[Start of section]
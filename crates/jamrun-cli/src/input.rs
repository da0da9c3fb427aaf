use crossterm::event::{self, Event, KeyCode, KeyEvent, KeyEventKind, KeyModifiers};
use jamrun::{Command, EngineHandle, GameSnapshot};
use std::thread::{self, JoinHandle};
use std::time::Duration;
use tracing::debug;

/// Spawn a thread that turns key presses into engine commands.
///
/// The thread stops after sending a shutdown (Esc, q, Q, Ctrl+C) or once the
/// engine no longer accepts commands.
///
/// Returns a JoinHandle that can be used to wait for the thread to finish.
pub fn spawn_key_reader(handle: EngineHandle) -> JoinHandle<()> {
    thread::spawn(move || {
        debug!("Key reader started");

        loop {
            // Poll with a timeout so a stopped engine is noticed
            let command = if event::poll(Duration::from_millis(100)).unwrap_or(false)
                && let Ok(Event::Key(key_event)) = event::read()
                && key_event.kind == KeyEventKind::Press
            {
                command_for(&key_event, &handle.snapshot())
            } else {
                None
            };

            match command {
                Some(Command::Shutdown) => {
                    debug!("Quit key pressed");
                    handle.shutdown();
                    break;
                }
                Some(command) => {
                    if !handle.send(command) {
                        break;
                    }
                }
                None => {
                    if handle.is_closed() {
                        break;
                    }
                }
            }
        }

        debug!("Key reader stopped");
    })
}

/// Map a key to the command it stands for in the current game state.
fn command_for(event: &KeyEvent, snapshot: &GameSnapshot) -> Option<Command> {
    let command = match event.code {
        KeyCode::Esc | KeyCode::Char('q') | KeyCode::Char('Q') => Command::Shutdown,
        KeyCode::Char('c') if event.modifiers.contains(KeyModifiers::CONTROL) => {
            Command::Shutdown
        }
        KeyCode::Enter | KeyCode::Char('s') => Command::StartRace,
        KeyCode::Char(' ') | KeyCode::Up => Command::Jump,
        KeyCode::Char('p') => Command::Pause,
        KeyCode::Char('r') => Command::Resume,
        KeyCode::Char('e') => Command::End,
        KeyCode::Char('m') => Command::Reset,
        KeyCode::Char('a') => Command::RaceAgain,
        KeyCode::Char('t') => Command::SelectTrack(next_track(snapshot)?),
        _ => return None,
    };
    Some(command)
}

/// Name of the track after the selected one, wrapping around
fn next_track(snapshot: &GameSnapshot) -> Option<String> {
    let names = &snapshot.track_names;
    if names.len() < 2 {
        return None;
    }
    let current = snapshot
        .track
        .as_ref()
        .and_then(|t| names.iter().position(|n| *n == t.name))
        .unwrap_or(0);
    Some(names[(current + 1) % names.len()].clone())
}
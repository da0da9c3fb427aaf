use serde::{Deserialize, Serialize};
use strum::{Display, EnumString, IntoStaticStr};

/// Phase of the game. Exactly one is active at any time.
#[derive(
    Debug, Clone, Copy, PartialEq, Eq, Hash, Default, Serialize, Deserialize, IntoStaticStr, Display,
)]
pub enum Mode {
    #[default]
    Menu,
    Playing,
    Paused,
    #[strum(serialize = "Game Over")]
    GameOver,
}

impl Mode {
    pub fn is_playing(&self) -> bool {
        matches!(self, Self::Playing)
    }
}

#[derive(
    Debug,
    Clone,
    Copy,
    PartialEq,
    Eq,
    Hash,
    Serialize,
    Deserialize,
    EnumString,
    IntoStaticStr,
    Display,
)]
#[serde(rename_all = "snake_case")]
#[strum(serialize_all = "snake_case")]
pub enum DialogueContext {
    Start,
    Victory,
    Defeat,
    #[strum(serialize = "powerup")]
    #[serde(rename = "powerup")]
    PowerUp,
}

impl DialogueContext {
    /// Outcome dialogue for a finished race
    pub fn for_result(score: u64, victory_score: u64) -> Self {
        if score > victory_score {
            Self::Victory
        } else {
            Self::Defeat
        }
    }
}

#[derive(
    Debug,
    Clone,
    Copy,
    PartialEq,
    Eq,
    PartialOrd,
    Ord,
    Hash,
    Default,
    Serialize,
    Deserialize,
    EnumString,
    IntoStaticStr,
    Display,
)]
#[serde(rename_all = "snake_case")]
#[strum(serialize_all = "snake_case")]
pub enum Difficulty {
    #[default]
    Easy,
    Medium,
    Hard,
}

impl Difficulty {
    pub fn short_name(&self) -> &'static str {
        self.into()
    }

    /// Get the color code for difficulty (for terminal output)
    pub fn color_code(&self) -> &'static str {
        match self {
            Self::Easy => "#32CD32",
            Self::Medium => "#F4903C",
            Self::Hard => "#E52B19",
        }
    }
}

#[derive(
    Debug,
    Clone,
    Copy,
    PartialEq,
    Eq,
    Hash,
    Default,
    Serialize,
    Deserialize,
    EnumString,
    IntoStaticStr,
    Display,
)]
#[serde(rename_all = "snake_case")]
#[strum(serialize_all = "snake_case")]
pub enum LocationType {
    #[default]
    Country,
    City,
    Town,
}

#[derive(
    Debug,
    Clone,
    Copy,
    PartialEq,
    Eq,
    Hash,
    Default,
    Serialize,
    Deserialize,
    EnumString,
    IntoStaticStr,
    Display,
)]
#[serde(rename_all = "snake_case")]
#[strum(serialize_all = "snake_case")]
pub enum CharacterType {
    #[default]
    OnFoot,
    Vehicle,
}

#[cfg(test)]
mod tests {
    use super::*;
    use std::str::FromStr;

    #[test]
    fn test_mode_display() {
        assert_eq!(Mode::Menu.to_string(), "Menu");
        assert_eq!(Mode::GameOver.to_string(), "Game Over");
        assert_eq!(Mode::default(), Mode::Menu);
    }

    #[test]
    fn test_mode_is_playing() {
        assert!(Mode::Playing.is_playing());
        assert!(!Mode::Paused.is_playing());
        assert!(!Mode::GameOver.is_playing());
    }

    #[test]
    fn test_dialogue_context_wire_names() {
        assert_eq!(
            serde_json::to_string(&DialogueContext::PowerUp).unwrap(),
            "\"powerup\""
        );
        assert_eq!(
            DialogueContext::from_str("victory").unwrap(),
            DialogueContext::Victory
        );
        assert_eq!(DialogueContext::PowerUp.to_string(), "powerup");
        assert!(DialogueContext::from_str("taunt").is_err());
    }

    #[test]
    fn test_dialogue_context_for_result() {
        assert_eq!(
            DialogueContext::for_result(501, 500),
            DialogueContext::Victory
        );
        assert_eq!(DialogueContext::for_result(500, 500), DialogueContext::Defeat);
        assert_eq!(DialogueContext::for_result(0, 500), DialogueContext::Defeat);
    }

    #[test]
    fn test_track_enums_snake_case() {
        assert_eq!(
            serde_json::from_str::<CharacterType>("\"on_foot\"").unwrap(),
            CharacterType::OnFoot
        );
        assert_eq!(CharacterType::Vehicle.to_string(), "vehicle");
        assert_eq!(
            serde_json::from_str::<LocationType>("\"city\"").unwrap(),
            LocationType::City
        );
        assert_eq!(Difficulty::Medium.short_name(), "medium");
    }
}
[End of section]
**Task statement**.
Take the entries above and repeat them verbatim.

**Answer for this exercise**.
filename crates/jamrun-cli/src/input.rs
repository da0da9c3fb427aaf
use crossterm::event::{self, Event, KeyCode, KeyEvent, KeyEventKind, KeyModifiers};
use jamrun::{Command, EngineHandle, GameSnapshot};
use std::thread::{self, JoinHandle};
use std::time::Duration;
use tracing::debug;

/// Spawn a thread that turns key presses into engine commands.
///
/// The thread stops after sending a shutdown (Esc, q, Q, Ctrl+C) or once the
/// engine no longer accepts commands.
///
/// Returns a JoinHandle that can be used to wait for the thread to finish.
pub fn spawn_key_reader(handle: EngineHandle) -> JoinHandle<()> {
    thread::spawn(move || {
        debug!("Key reader started");

        loop {
            // Poll with a timeout so a stopped engine is noticed
            let command = if event::poll(Duration::from_millis(100)).unwrap_or(false)
                && let Ok(Event::Key(key_event)) = event::read()
                && key_event.kind == KeyEventKind::Press
            {
                command_for(&key_event, &handle.snapshot())
            } else {
                None
            };

            match command {
                Some(Command::Shutdown) => {
                    debug!("Quit key pressed");
                    handle.shutdown();
                    break;
                }
                Some(command) => {
                    if !handle.send(command) {
                        break;
                    }
                }
                None => {
                    if handle.is_closed() {
                        break;
                    }
                }
            }
        }

        debug!("Key reader stopped");
    })
}

/// Map a key to the command it stands for in the current game state.
fn command_for(event: &KeyEvent, snapshot: &GameSnapshot) -> Option<Command> {
    let command = match event.code {
        KeyCode::Esc | KeyCode::Char('q') | KeyCode::Char('Q') => Command::Shutdown,
        KeyCode::Char('c') if event.modifiers.contains(KeyModifiers::CONTROL) => {
            Command::Shutdown
        }
        KeyCode::Enter | KeyCode::Char('s') => Command::StartRace,
        KeyCode::Char(' ') | KeyCode::Up => Command::Jump,
        KeyCode::Char('p') => Command::Pause,
        KeyCode::Char('r') => Command::Resume,
        KeyCode::Char('e') => Command::End,
        KeyCode::Char('m') => Command::Reset,
        KeyCode::Char('a') => Command::RaceAgain,
        KeyCode::Char('t') => Command::SelectTrack(next_track(snapshot)?),
        _ => return None,
    };
    Some(command)
}

/// Name of the track after the selected one, wrapping around
fn next_track(snapshot: &GameSnapshot) -> Option<String> {
    let names = &snapshot.track_names;
    if names.len() < 2 {
        return None;
    }
    let current = snapshot
        .track
        .as_ref()
        .and_then(|t| names.iter().position(|n| *n == t.name))
        .unwrap_or(0);
    Some(names[(current + 1) % names.len()].clone())
}
repository da0da9c3fb427aaf
use serde::{Deserialize, Serialize};
use strum::{Display, EnumString, IntoStaticStr};

/// Phase of the game. Exactly one is active at any time.
#[derive(
    Debug, Clone, Copy, PartialEq, Eq, Hash, Default, Serialize, Deserialize, IntoStaticStr, Display,
)]
pub enum Mode {
    #[default]
    Menu,
    Playing,
    Paused,
    #[strum(serialize = "Game Over")]
    GameOver,
}

impl Mode {
    pub fn is_playing(&self) -> bool {
        matches!(self, Self::Playing)
    }
}

#[derive(
    Debug,
    Clone,
    Copy,
    PartialEq,
    Eq,
    Hash,
    Serialize,
    Deserialize,
    EnumString,
    IntoStaticStr,
    Display,
)]
#[serde(rename_all = "snake_case")]
#[strum(serialize_all = "snake_case")]
pub enum DialogueContext {
    Start,
    Victory,
    Defeat,
    #[strum(serialize = "powerup")]
    #[serde(rename = "powerup")]
    PowerUp,
}

impl DialogueContext {
    /// Outcome dialogue for a finished race
    pub fn for_result(score: u64, victory_score: u64) -> Self {
        if score > victory_score {
            Self::Victory
        } else {
            Self::Defeat
        }
    }
}

#[derive(
    Debug,
    Clone,
    Copy,
    PartialEq,
    Eq,
    PartialOrd,
    Ord,
    Hash,
    Default,
    Serialize,
    Deserialize,
    EnumString,
    IntoStaticStr,
    Display,
)]
#[serde(rename_all = "snake_case")]
#[strum(serialize_all = "snake_case")]
pub enum Difficulty {
    #[default]
    Easy,
    Medium,
    Hard,
}

impl Difficulty {
    pub fn short_name(&self) -> &'static str {
        self.into()
    }

    /// Get the color code for difficulty (for terminal output)
    pub fn color_code(&self) -> &'static str {
        match self {
            Self::Easy => "#32CD32",
            Self::Medium => "#F4903C",
            Self::Hard => "#E52B19",
        }
    }
}

#[derive(
    Debug,
    Clone,
    Copy,
    PartialEq,
    Eq,
    Hash,
    Default,
    Serialize,
    Deserialize,
    EnumString,
    IntoStaticStr,
    Display,
)]
#[serde(rename_all = "snake_case")]
#[strum(serialize_all = "snake_case")]
pub enum LocationType {
    #[default]
    Country,
    City,
    Town,
}

#[derive(
    Debug,
    Clone,
    Copy,
    PartialEq,
    Eq,
    Hash,
    Default,
    Serialize,
    Deserialize,
    EnumString,
    IntoStaticStr,
    Display,
)]
#[serde(rename_all = "snake_case")]
#[strum(serialize_all = "snake_case")]
pub enum CharacterType {
    #[default]
    OnFoot,
    Vehicle,
}

#[cfg(test)]
mod tests {
    use super::*;
    use std::str::FromStr;

    #[test]
    fn test_mode_display() {
        assert_eq!(Mode::Menu.to_string(), "Menu");
        assert_eq!(Mode::GameOver.to_string(), "Game Over");
        assert_eq!(Mode::default(), Mode::Menu);
    }

    #[test]
    fn test_mode_is_playing() {
        assert!(Mode::Playing.is_playing());
        assert!(!Mode::Paused.is_playing());
        assert!(!Mode::GameOver.is_playing());
    }

    #[test]
    fn test_dialogue_context_wire_names() {
        assert_eq!(
            serde_json::to_string(&DialogueContext::PowerUp).unwrap(),
            "\"powerup\""
        );
        assert_eq!(
            DialogueContext::from_str("victory").unwrap(),
            DialogueContext::Victory
        );
        assert_eq!(DialogueContext::PowerUp.to_string(), "powerup");
        assert!(DialogueContext::from_str("taunt").is_err());
    }

    #[test]
    fn test_dialogue_context_for_result() {
        assert_eq!(
            DialogueContext::for_result(501, 500),
            DialogueContext::Victory
        );
        assert_eq!(DialogueContext::for_result(500, 500), DialogueContext::Defeat);
        assert_eq!(DialogueContext::for_result(0, 500), DialogueContext::Defeat);
    }

    #[test]
    fn test_track_enums_snake_case() {
        assert_eq!(
            serde_json::from_str::<CharacterType>("\"on_foot\"").unwrap(),
            CharacterType::OnFoot
        );
        assert_eq!(CharacterType::Vehicle.to_string(), "vehicle");
        assert_eq!(
            serde_json::from_str::<LocationType>("\"city\"").unwrap(),
            LocationType::City
        );
        assert_eq!(Difficulty::Medium.short_name(), "medium");
    }
}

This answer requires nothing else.